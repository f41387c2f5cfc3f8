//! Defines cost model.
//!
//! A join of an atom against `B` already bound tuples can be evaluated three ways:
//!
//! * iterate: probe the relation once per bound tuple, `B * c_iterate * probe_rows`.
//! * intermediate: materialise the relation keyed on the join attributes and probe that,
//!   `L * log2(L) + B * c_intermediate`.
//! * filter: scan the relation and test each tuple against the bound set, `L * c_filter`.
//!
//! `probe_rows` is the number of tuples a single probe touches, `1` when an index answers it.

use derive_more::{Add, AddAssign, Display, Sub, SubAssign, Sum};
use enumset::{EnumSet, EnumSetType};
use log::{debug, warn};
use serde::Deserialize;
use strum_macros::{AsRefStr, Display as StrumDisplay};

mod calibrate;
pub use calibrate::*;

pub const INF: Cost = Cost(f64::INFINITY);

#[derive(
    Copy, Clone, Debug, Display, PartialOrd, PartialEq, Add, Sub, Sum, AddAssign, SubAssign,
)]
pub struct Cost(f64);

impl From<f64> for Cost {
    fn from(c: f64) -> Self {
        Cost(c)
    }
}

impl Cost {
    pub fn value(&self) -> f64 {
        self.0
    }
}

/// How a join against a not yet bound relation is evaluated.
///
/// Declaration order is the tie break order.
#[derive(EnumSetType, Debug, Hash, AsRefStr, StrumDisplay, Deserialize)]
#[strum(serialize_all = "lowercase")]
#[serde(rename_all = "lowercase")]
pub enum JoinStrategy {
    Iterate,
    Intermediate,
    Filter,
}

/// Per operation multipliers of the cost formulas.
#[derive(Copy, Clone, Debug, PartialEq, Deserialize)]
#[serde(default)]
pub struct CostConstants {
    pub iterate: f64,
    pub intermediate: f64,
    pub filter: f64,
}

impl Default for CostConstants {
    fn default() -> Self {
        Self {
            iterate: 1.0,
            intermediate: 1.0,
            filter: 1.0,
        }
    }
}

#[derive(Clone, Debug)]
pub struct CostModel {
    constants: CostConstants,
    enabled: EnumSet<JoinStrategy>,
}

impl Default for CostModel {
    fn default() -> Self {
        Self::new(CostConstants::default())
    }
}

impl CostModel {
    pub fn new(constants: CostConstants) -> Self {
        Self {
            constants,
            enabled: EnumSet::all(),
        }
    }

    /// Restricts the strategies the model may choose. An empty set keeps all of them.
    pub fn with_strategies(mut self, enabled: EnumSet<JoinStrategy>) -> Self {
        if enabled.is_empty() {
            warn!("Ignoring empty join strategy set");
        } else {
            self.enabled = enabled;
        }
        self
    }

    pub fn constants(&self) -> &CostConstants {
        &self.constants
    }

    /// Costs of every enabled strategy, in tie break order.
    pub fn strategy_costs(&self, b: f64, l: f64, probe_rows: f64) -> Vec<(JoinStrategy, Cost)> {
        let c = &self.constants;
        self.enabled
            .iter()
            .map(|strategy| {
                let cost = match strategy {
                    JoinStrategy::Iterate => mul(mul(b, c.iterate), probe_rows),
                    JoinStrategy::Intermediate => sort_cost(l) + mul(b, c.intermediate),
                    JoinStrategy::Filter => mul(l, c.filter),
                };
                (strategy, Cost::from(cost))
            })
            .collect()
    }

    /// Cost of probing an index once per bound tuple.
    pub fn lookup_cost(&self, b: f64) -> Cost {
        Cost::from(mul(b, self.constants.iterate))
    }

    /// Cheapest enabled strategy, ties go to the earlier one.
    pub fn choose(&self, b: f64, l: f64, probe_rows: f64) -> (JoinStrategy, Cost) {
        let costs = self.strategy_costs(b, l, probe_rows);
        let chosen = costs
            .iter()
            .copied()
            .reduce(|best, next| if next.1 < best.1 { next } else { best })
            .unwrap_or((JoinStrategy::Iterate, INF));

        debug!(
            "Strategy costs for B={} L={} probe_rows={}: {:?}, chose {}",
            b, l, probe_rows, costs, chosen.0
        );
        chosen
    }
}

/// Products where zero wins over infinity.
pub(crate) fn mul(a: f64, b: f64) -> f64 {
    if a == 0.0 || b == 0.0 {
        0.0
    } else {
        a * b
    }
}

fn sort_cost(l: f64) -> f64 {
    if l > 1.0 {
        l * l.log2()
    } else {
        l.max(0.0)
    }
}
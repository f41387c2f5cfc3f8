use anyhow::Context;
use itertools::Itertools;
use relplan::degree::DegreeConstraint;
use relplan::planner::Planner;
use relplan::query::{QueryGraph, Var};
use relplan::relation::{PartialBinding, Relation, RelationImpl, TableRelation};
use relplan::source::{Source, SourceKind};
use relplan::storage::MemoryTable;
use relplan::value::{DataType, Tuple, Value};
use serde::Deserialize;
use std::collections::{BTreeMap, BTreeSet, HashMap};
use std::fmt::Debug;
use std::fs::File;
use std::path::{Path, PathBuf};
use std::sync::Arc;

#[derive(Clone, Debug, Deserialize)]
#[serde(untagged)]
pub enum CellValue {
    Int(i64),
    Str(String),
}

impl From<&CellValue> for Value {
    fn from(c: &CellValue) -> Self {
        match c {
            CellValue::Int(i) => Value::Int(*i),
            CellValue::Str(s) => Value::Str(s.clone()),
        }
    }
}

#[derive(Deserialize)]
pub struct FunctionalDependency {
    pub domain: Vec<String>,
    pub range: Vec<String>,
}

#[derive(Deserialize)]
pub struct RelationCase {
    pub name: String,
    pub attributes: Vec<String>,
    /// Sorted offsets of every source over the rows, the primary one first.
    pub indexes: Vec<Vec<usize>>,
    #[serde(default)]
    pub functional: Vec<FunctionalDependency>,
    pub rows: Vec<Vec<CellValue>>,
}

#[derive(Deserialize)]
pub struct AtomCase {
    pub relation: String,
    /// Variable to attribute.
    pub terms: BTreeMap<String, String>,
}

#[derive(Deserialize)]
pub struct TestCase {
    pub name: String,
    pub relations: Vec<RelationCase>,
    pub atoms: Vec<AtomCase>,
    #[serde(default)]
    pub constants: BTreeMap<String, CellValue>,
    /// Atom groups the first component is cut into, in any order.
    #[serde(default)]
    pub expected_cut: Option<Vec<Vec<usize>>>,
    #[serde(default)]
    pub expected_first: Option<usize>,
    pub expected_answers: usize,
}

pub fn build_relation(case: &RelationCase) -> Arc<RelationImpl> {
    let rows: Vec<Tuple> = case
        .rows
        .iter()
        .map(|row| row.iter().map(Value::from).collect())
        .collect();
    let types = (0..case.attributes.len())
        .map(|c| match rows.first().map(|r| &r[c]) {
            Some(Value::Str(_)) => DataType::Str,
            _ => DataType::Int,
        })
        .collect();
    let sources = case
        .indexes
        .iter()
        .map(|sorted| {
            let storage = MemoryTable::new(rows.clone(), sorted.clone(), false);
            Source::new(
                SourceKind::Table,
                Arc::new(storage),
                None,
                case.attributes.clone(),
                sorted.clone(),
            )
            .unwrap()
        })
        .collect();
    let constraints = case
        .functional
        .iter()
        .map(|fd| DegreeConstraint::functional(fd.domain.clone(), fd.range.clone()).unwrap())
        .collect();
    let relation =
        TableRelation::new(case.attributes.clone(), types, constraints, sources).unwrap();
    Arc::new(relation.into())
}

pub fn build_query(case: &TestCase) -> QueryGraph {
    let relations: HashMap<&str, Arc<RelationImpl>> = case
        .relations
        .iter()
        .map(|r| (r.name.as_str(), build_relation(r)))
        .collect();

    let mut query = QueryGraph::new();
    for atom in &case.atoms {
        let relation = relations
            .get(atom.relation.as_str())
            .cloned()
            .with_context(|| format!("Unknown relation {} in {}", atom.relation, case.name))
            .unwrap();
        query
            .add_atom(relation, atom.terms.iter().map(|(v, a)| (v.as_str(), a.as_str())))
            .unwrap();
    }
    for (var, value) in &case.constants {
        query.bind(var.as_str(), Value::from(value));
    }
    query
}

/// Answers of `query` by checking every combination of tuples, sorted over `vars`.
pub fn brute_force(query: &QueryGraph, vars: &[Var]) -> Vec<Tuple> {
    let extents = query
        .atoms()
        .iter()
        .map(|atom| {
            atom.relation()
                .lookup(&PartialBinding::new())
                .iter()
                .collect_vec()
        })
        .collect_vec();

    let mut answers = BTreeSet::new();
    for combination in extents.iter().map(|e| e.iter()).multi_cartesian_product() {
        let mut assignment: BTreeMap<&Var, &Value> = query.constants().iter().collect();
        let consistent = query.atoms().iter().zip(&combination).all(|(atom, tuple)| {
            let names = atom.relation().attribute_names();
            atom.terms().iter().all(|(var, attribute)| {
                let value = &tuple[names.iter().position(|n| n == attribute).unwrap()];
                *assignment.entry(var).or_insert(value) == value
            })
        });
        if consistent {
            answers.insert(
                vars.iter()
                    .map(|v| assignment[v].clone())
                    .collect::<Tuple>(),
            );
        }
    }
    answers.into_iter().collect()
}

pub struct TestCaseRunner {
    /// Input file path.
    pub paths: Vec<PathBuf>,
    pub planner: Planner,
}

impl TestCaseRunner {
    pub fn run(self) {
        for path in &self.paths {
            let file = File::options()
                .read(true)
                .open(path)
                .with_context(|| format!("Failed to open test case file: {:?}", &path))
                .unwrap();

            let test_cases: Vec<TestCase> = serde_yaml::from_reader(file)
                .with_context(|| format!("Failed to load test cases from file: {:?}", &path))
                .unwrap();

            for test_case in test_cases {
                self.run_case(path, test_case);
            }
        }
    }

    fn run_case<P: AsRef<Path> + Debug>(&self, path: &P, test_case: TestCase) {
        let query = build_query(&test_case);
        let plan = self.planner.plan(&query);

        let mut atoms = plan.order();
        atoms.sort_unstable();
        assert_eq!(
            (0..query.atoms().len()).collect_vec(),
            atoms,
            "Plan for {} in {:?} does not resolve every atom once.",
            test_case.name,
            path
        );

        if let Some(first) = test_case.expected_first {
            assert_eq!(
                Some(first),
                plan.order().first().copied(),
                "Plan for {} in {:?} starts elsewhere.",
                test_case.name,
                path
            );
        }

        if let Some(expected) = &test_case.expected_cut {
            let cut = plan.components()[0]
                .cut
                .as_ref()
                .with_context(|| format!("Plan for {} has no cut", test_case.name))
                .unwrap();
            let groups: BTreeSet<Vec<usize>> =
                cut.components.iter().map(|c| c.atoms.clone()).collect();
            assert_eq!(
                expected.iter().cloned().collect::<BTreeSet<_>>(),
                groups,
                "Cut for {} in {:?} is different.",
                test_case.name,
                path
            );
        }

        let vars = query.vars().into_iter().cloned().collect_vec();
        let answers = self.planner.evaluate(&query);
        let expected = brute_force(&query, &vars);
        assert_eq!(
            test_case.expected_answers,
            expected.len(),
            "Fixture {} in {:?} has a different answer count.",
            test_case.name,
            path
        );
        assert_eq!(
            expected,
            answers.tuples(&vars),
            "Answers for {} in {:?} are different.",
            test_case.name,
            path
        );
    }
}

Problem statement ::
Would you retype the lines above from the one with "for (var, value)" down to the one with "let names = atom.relation().attribute_names();", word for word, both ends included and no other lines?

Answer to this exercise ::
    for (var, value) in &case.constants {
        query.bind(var.as_str(), Value::from(value));
    }
    query
}

/// Answers of `query` by checking every combination of tuples, sorted over `vars`.
pub fn brute_force(query: &QueryGraph, vars: &[Var]) -> Vec<Tuple> {
    let extents = query
        .atoms()
        .iter()
        .map(|atom| {
            atom.relation()
                .lookup(&PartialBinding::new())
                .iter()
                .collect_vec()
        })
        .collect_vec();

    let mut answers = BTreeSet::new();
    for combination in extents.iter().map(|e| e.iter()).multi_cartesian_product() {
        let mut assignment: BTreeMap<&Var, &Value> = query.constants().iter().collect();
        let consistent = query.atoms().iter().zip(&combination).all(|(atom, tuple)| {
            let names = atom.relation().attribute_names();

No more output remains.